(Problem): When a line in the entries contains the word "accepted", copy that line in full.

(Exercise material):
□ □ □ □ □ □ □

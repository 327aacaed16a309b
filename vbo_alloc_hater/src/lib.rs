use alloc_hater::{Region, Subject};
use vbo_alloc::{AllocatorConfig, BlockAllocator, ContractViolation, GrowthPolicy, Handle, Range};

pub struct BlockAllocatorSubject(BlockAllocator);

impl BlockAllocatorSubject {
    pub fn new(initial_capacity: usize) -> Self {
        BlockAllocatorSubject(BlockAllocator::new(initial_capacity))
    }

    pub fn with_growth(initial_capacity: usize, growth: GrowthPolicy) -> Self {
        let config = AllocatorConfig::new(initial_capacity).with_growth(growth);
        BlockAllocatorSubject(BlockAllocator::with_config(config))
    }

    pub fn tracker(&self) -> &BlockAllocator {
        &self.0
    }
}

fn region(r: Range) -> Region {
    Region::new(r.pos, r.size)
}

impl Subject for BlockAllocatorSubject {
    type Handle = Handle;
    type Error = ContractViolation;

    fn capacity(&self) -> usize {
        self.0.capacity()
    }

    fn allocate(&mut self, size: usize) -> Result<Option<(Handle, Region)>, ContractViolation> {
        let Some(handle) = self.0.allocate(size)? else {
            return Ok(None);
        };

        let r = self.0.range(handle)?;
        Ok(Some((handle, region(r))))
    }

    fn allocate_or_grow(&mut self, size: usize) -> Result<(Handle, Region), ContractViolation> {
        let handle = self.0.allocate_or_grow(size)?;
        let r = self.0.range(handle)?;
        Ok((handle, region(r)))
    }

    fn free(&mut self, handle: Handle) -> Result<Region, ContractViolation> {
        let freed = self.0.free(handle)?;

        // A freed handle must not be accepted again.
        match self.0.free(handle) {
            Err(ContractViolation::AlreadyFree { .. } | ContractViolation::StaleHandle { .. }) => {
                Ok(region(freed))
            }
            Ok(_) => panic!("double free of {handle} was accepted"),
            Err(e) => Err(e),
        }
    }

    fn expand(&mut self, new_capacity: usize) -> Result<(), ContractViolation> {
        self.0.expand(new_capacity)
    }

    fn check(&self) -> Result<(), String> {
        self.0.verify().map_err(|e| e.to_string())?;

        let stats = self.0.stats();
        if stats.free_units + stats.used_units != stats.capacity {
            return Err(format!("stats do not add up: {stats:?}"));
        }

        if self.0.largest_possible_allocation() != stats.largest_free {
            return Err(format!(
                "largest_possible_allocation() = {} but stats report {}",
                self.0.largest_possible_allocation(),
                stats.largest_free
            ));
        }

        Ok(())
    }
}

#[cfg(test)]
mod tests {
    use alloc_hater::{Evaluator, TrackerOp};

    use super::*;

    #[test]
    fn survives_mixed_workload() {
        let mut eval = Evaluator::new(BlockAllocatorSubject::new(256));
        eval.evaluate([
            TrackerOp::Allocate(64),
            TrackerOp::Allocate(64),
            TrackerOp::Allocate(64),
            TrackerOp::Free(1),
            TrackerOp::Allocate(0),
            TrackerOp::Allocate(32),
            TrackerOp::Expand(0),
            TrackerOp::AllocateOrGrow(500),
            TrackerOp::Free(0),
            TrackerOp::Expand(100),
            TrackerOp::Allocate(300),
        ])
        .unwrap();

        let subject = eval.into_subject();
        assert!(!subject.tracker().has_allocations());
    }
}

□ □ □ □ □ □ □

(Written response):
        // A freed handle must not be accepted again.
            Ok(_) => panic!("double free of {handle} was accepted"),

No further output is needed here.